CDD-Ghana Fellow Professor Stephen Kwaku Asare
He argued that Ghana is grappling with deep-rooted problems that transcend typical debates about discipline or religious accommodation in schools. The failures, he noted, are likely tied to ineffective teaching methods, insufficient supervision, overcrowded classrooms, inadequate learning environments, poor resource allocation, and weaknesses in curriculum delivery. Until the nation confronts these challenges honestly, he warned, the crisis will worsen.
A Comprehensive National Learning Rescue Plan
To address the decline, Professor Asare called for a comprehensive national learning rescue plan. Central to this plan is improving teacher quality through targeted retraining in Mathematics, Science, and literacy instruction.
He proposed early diagnosis of learning gaps using nationwide baseline assessments instead of relying on WASSCE to reveal deficiencies at the end of the cycle.
Reducing overcrowded classrooms, restoring lost instructional time, and investing in essential teaching materials—including laboratories, textbooks, and teaching aids—are among his recommended steps. “You cannot teach science without equipment,” he emphasized, highlighting the practical limitations crippling many schools.

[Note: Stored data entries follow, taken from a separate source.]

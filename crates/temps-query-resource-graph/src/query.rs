//! Query model parsing and batch building

use crate::macros::{interpolate, MacroContext};
use serde::{Deserialize, Serialize};
use std::collections::BTreeMap;
use std::time::Duration;
use temps_query::{DataError, DataQuery, ResultFormat, Result, TimeRange};
use tracing::debug;

/// Query type the frontend tags Resource Graph queries with
pub const QUERY_TYPE: &str = "Azure Resource Graph";

#[derive(Debug, Deserialize)]
#[serde(rename_all = "camelCase")]
struct QueryModel {
    #[serde(default)]
    query_type: Option<String>,
    #[serde(default)]
    subscriptions: Vec<String>,
    azure_resource_graph: Option<ResourceGraphTarget>,
}

#[derive(Debug, Deserialize)]
#[serde(rename_all = "camelCase")]
struct ResourceGraphTarget {
    query: Option<String>,
    #[serde(default)]
    result_format: Option<String>,
}

/// A query definition after parsing, before any substitution
#[derive(Debug, Clone, PartialEq, Eq)]
pub struct RawQuery {
    pub ref_id: String,
    pub result_format: ResultFormat,
    pub query: String,
    /// Subscriptions named by the query itself; empty means use the defaults
    pub subscriptions: Vec<String>,
    pub interval: Option<Duration>,
    pub variables: BTreeMap<String, String>,
    /// The JSON the query was parsed from, verbatim
    pub json: String,
}

impl RawQuery {
    pub fn parse(query: &DataQuery) -> Result<Self> {
        let model: QueryModel = serde_json::from_str(&query.json)
            .map_err(|e| DataError::invalid_query(&query.ref_id, format!("malformed JSON: {}", e)))?;

        if let Some(query_type) = model.query_type.as_deref() {
            if query_type != QUERY_TYPE {
                debug!(
                    "Query {} has query type '{}', treating it as Resource Graph",
                    query.ref_id, query_type
                );
            }
        }

        let target = model.azure_resource_graph.ok_or_else(|| {
            DataError::invalid_query(&query.ref_id, "missing azureResourceGraph")
        })?;

        let text = target
            .query
            .ok_or_else(|| DataError::invalid_query(&query.ref_id, "missing query text"))?;

        let hint = target.result_format.unwrap_or_default();
        let result_format = ResultFormat::parse(&hint).ok_or_else(|| {
            DataError::invalid_query(&query.ref_id, format!("unknown result format '{}'", hint))
        })?;

        Ok(Self {
            ref_id: query.ref_id.clone(),
            result_format,
            query: text,
            subscriptions: model.subscriptions,
            interval: query.interval,
            variables: query.variables.clone(),
            json: query.json.clone(),
        })
    }
}

/// A query ready for dispatch
#[derive(Debug, Clone, PartialEq, Eq, Serialize)]
#[serde(rename_all = "camelCase")]
pub struct InterpolatedQuery {
    pub ref_id: String,
    pub result_format: ResultFormat,
    /// Where the query is sent, when already resolved
    pub url: Option<String>,
    pub subscriptions: Vec<String>,
    pub interpolated_query: String,
    #[serde(skip)]
    pub json: String,
}

/// Parse every query of a batch. The first invalid query fails the batch.
pub fn parse_queries(queries: &[DataQuery]) -> Result<Vec<RawQuery>> {
    queries.iter().map(RawQuery::parse).collect()
}

/// Interpolate every query against the shared time range, keeping input order
pub fn build_queries(
    queries: &[RawQuery],
    time_range: &TimeRange,
    url: Option<&str>,
) -> Result<Vec<InterpolatedQuery>> {
    let built = queries
        .iter()
        .map(|raw| {
            let ctx = MacroContext {
                time_range,
                interval: raw.interval,
                variables: &raw.variables,
            };
            let interpolated_query = interpolate(&raw.query, &ctx);
            debug!("Interpolated query {}: {}", raw.ref_id, interpolated_query);

            InterpolatedQuery {
                ref_id: raw.ref_id.clone(),
                result_format: raw.result_format,
                url: url.map(str::to_string),
                subscriptions: raw.subscriptions.clone(),
                interpolated_query,
                json: raw.json.clone(),
            }
        })
        .collect();

    Ok(built)
}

He also called for stronger supervision and accountability at every level of the education structure. Supporting students through remediation programmes, after-school tutoring, and digital learning tools is crucial, he added.
While technology has often been introduced superficially, Professor Asare argued that real transformation requires integrating digital tools into teaching effectively so teachers can use them to explain concepts, guide practice, and provide feedback.
Curriculum reform is another area he stressed, urging a shift from memorization-based learning to mastery of concepts. This, he says, will ensure students build lasting understanding rather than cramming and forgetting facts.
He also believes that the involvement of parents and communities is essential, urging a national culture of learning where educational responsibility is shared beyond the confines of classrooms.
Professor Asare warned that unless these structural issues are addressed, Ghana will continue to misinterpret the root causes of poor performance while students bear the blame for failures generated by systemic weaknesses.
“And year after year, the WASSCE tables will repeat the same painful story: a country more focused on uniforms than on understanding; more concerned about appearance than about achievement.”
CDD-Ghana Fellow Professor Stephen Kwaku Asare
For him, the verdict is clear: “The data is clear. We need an education reset — not another debate about religious accommodation.” His assessment signals a defining moment for educational policymakers, stakeholders, and citizens who must now confront the scale of the crisis and take decisive action to prevent further decline.